Отвращает классическая литература. Чтиво кисейных барышень. Слишком уж она приторна. Слишком мало в ней правды и слишком много глупости. Венский штрудель, самый дорогой сорт вина, напомаженные губы, парфюм, выглаженные манжетики, тонкий запах и изысканный вкус. Ничего жизненного, живого. Более того – картинная безжизненность. Такого же классического художника. Арктический ступор мнимой красоты. Состояние между «ничего, совсем ничего» и «метеоризм».
Литература должна жить, а затем ее жизнь должна прослеживаться читателем и оживать, вновь жить, продолжать существовать и развиваться. Сквозь призму повседневности и того, что близко. Потому что это и только это прекрасно.
(IV) Аудиобуки
Интересны не столько они, сколько послевкусие. Интересно, ловить сачком подсознания воспоминания о том, где они были прослушаны. В каких условиях, при каких обстоятельствах. Шагаешь себе по дворам, между домов, а видишь совсем иное: чувствуешь себя героиней, участницей рассказов Светланы Алексиевич. Вокруг поля, люди, война... Слезы на глазах. Немногозначительность холодного голоса женщины-диктора. Разрывается снаряд, на печи плачет ребенок, юные девушки рвутся в бой, танки переколачивают урожай...
Их немного, этих аудио, но они навсегда.
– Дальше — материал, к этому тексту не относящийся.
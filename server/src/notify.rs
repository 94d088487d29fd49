//! Change-notification rendering and delivery.
//!
//! Detected changes are grouped by field into nickname, furnace and state
//! messages, chunked to the embed limits, and handed to a sink. Delivery is
//! at-least-once: the caller keeps the change records until a send pass
//! succeeds.

use async_trait::async_trait;
use serde::Serialize;
use thiserror::Error;
use tracing::info;

use crate::models::{ChangeEntry, ChangeField};

#[derive(Debug, Clone, PartialEq, Serialize)]
pub struct Embed {
    pub title: String,
    pub description: String,
}

#[derive(Debug, Clone, PartialEq, Serialize)]
pub struct ChannelMessage {
    pub embeds: Vec<Embed>,
}

#[derive(Debug, Error)]
pub enum SinkError {
    #[error("notification transport failed: {0}")]
    Http(#[from] reqwest::Error),

    #[error("notification rejected with status {status}")]
    Rejected { status: u16 },
}

/// Delivery seam. Implementations handle their own transport-level rate
/// limiting; the caller spaces consecutive sends for the shared budget.
#[async_trait]
pub trait NotificationSink: Send + Sync {
    async fn send(&self, channel_id: &str, message: &ChannelMessage) -> Result<(), SinkError>;
}

// ---------------------------------------------------------------------------
// Rendering
// ---------------------------------------------------------------------------

fn field_heading(field: ChangeField) -> &'static str {
    match field {
        ChangeField::Nickname => "Nickname Changes",
        ChangeField::FurnaceLevel => "Furnace Level Changes",
        ChangeField::State => "State Changes",
    }
}

fn change_line(entry: &ChangeEntry, old: &str, new: &str) -> String {
    format!("{} ({}): {} -> {}", entry.nickname, entry.fid, old, new)
}

/// Render change entries into channel messages, grouped by field kind.
/// Each group is chunked into embeds whose descriptions stay under
/// `max_description`; overflow embeds get an `(n)` suffix. Embeds are then
/// packed `max_embeds` to a message.
pub fn render_change_messages(
    alliance_name: &str,
    entries: &[ChangeEntry],
    max_embeds: usize,
    max_description: usize,
) -> Vec<ChannelMessage> {
    let mut embeds: Vec<Embed> = Vec::new();

    for field in [ChangeField::Nickname, ChangeField::FurnaceLevel, ChangeField::State] {
        let lines: Vec<String> = entries
            .iter()
            .flat_map(|entry| {
                entry
                    .changes
                    .iter()
                    .filter(|change| change.field == field)
                    .map(|change| change_line(entry, &change.old, &change.new))
            })
            .collect();
        if lines.is_empty() {
            continue;
        }

        let mut chunks: Vec<String> = Vec::new();
        let mut current = String::new();
        for line in lines {
            // +1 for the joining newline.
            if !current.is_empty() && current.len() + line.len() + 1 > max_description {
                chunks.push(std::mem::take(&mut current));
            }
            if !current.is_empty() {
                current.push('\n');
            }
            current.push_str(&line);
        }
        if !current.is_empty() {
            chunks.push(current);
        }

        let base_title = format!("{} [{}]", field_heading(field), alliance_name);
        for (i, description) in chunks.into_iter().enumerate() {
            let title = if i == 0 {
                base_title.clone()
            } else {
                format!("{} ({})", base_title, i + 1)
            };
            embeds.push(Embed { title, description });
        }
    }

    embeds
        .chunks(max_embeds.max(1))
        .map(|chunk| ChannelMessage {
            embeds: chunk.to_vec(),
        })
        .collect()
}

// ---------------------------------------------------------------------------
// Sinks
// ---------------------------------------------------------------------------

/// Posts messages to a notification relay endpoint as JSON.
pub struct WebhookSink {
    http: reqwest::Client,
    url: String,
}

impl WebhookSink {
    pub fn new(url: impl Into<String>) -> Self {
        let http = reqwest::Client::builder()
            .timeout(std::time::Duration::from_secs(15))
            .user_agent("frostwarden/1.0")
            .build()
            .expect("failed to build HTTP client");
        Self {
            http,
            url: url.into(),
        }
    }
}

#[derive(Serialize)]
struct WebhookPayload<'a> {
    channel_id: &'a str,
    embeds: &'a [Embed],
}

#[async_trait]
impl NotificationSink for WebhookSink {
    async fn send(&self, channel_id: &str, message: &ChannelMessage) -> Result<(), SinkError> {
        let resp = self
            .http
            .post(&self.url)
            .json(&WebhookPayload {
                channel_id,
                embeds: &message.embeds,
            })
            .send()
            .await?;

        let status = resp.status();
        if !status.is_success() {
            return Err(SinkError::Rejected {
                status: status.as_u16(),
            });
        }
        Ok(())
    }
}

/// Headless sink: logs instead of delivering. Used when no relay endpoint
/// is configured.
pub struct TracingSink;

#[async_trait]
impl NotificationSink for TracingSink {
    async fn send(&self, channel_id: &str, message: &ChannelMessage) -> Result<(), SinkError> {
        info!(
            channel_id,
            embeds = message.embeds.len(),
            "Notification (no sink configured)"
        );
        Ok(())
    }
}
Продеты нитью впечатлений в серые извилины.
(V) Дух
Бывает разбрызгиваешь благовония духов по телу и таким образом вызываешь цепную реакцию ассоциаций. Вспоминаешь, где была с этим запахом, что происходило. Воспоминания будто бы возрождаются из пепла угасших ароматов. Видишь чьи-то улыбки, слышишь чей-то смех. А может быть, даже комплимент щекочет ухо и лобзает самолюбие.
Особенно отчетливо это замечается после того, как продолжительное время не пользуешься парфюмом, потому что он тебе попросту не нужен и забываешь о его запахе, отвыкаешь, соответственно, и от ассоциаций. Например, во время каникул, когда ходишь по мягко-зеленой траве босиком и купаешься в озере, поглощая кожей свежесть пресной воды. Запах. Парфюм тогда натуральный, естественный, озерный... Наполняешься кристалличностью простоты.
(VI) Вывод
Не понимаю, почему в литературе или вот в моих работах люди ищут сценарий. Это неестественно.
Хотя по природе своей все устроено системно, все равно имеются ошибки, отклонения и непредвиденные воздействия. Это я и использую в своих эссе. Одна мысль перескакивает на другую и вызывает цепной ряд. И я не предотвращаю этого. Это было бы глупо. И отчасти противоестественно. Я не запрещаю этого. Невозможно ничего предугадать. От этого вещи красивее и занимательнее. Любой сюжет можно предугадать, особенно если уже много раз встречался с чем-то подобным. Меня убивают люди, которые говорят: «О, а я это знал!». И еще добавляют: «с самого начала». В моих работах они этого не увидят. Они не увидят ожидаемой концовки или продолжения. Это их роль и задача. Пусть допишут ее сами. Такова моя позиция. Это словно отрывок из чей-то жизни: тебе его показывают, но ты не знаешь человека, не знаешь, что это за момент, тебе дают только ограниченную информацию. Это как наблюдение за каким-нибудь случайным прохожим, который оказывается вам чем-то интересным и вы цепляетесь за него взглядом. А когда он пропадает из поля зрения, начинаете додумывать его историю.
(VII)
Нужно не забывать еще оставлять и продукт творческой деятельности.